Echolalia is the repetition of sound, words, phrases. For example: repeating a phrase you've just heard, repeating a line from your favourite film, repeatedly pressing a button on a device which elicits a sound. If you search for echolalia on the internet, you'll find this (awful) definition:

"meaningless repetition of another person's spoken words as a symptom of a psychiatric disorder"


  • to communicate

  • to self-soothe

  • to stim

  • to process information

  • to express a feeling

  • to learn / develop language

The above definition is written from a medical model perspective. It is stigmatising and wildly inaccurate. Echolalia is much more complex. Echolalia can be immediate or delayed: 
  • Immediate: repeating something you've just heard. 

  • Delayed: repeating something minutes, hours, days, weeks later. This can seem out-of-context.

Black and white photo of a young boy with his mouth open wide speaking or shouting into a microphone
Echolalia can sometimes be an indication that the child / adult hasn't understood what they've heard. Professionals and educators can overestimate how much the person has understood because of this, for example, some autistic people are great at remembering facts and repeating them back without actually understanding the information at a deeper level.
Lots of autistic students will answer questions in class by simply repeating the last few words they've heard, but ask them to verbally reason or make inferences and it will be obvious they've not understood.

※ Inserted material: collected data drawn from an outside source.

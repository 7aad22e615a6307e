//! Clock-stepped integer dividers.
//!
//! Two independent state machines are provided, each advanced one clock edge at a time through
//! [`Divider::step`] with a start/done/error handshake:
//!
//! - a restoring divider for unsigned operands, whose results match `/` and `%`
//! - a non-restoring divider for signed operands, which produces some quotient and remainder
//!   satisfying `numerator == denominator * quotient + remainder` (wrapping at the operand width)
//!
//! Both take `2 * N + 2` active steps per division regardless of the operands, and report a zero
//! denominator through the `error` output two steps after `start`.
//!
//! The `impl_restoring` and `impl_non_restoring` macros generate the dividers for any width that
//! has a native integer type of twice the width. With the default `implement` feature, 8, 16, 32,
//! and 64 bit dividers are generated.

#[doc(hidden)]
pub use tracing;

mod error;
mod handshake;

#[macro_use]
mod restoring;

#[macro_use]
mod non_restoring;

#[macro_use]
mod test;

pub use error::DivError;
pub use handshake::{Divider, Inputs, Outputs};
pub use non_restoring::NonRestoringState;
pub use restoring::RestoringState;

#[cfg(feature = "implement")]
mod implement;

#[cfg(feature = "implement")]
pub use self::implement::*;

Preference for asynchronous Communication

A white and purple drawing of a mailbox and a paper aeropane leaving the mailbox
This is a style of communicating which lots of neurodivergent people prefer - including myself. Asynchronous communication is when you send a message without expecting an immediate response. Examples: receiving an email and responding minutes, hours, days later / responding to a text later in the day / getting back to someone / waiting until you've got home from work to call someone / sending a response 2 minutes later. There are many advantages to this method but the main one is that the person has time to process the information and plan what it is they want to say. Real-time communication is often rapid and demanding. Executive functioning and language processing differences mean that for neurodivergent people responding quickly can be a huge difficulty. 

Synchronous communication (immediate responses like in a conversation) can cause significant anxiety for an autistic person because not enough time is given for them to process and plan what they want to say. It's why job interviews are incredibly difficult for autistic people because they have to think on the spot and produce responses immediately.

Building friendships

Cartoon image of a light skinned man with a brown beard and a dark skinned woman with black hair. Both people are smiling
Typically, the way neurotypicals form relationships is VERY different to how autistic people do. Autistic people do not place the same emphasis on smalltalk / arbitrary topics of conversation in order to connect. Instead, we tend to prefer connecting with others by sharing our common interests. We build our friendship through info-dumping, shared values, likes / dislikes, we skip smalltalk and much prefer discussing real, personal topics.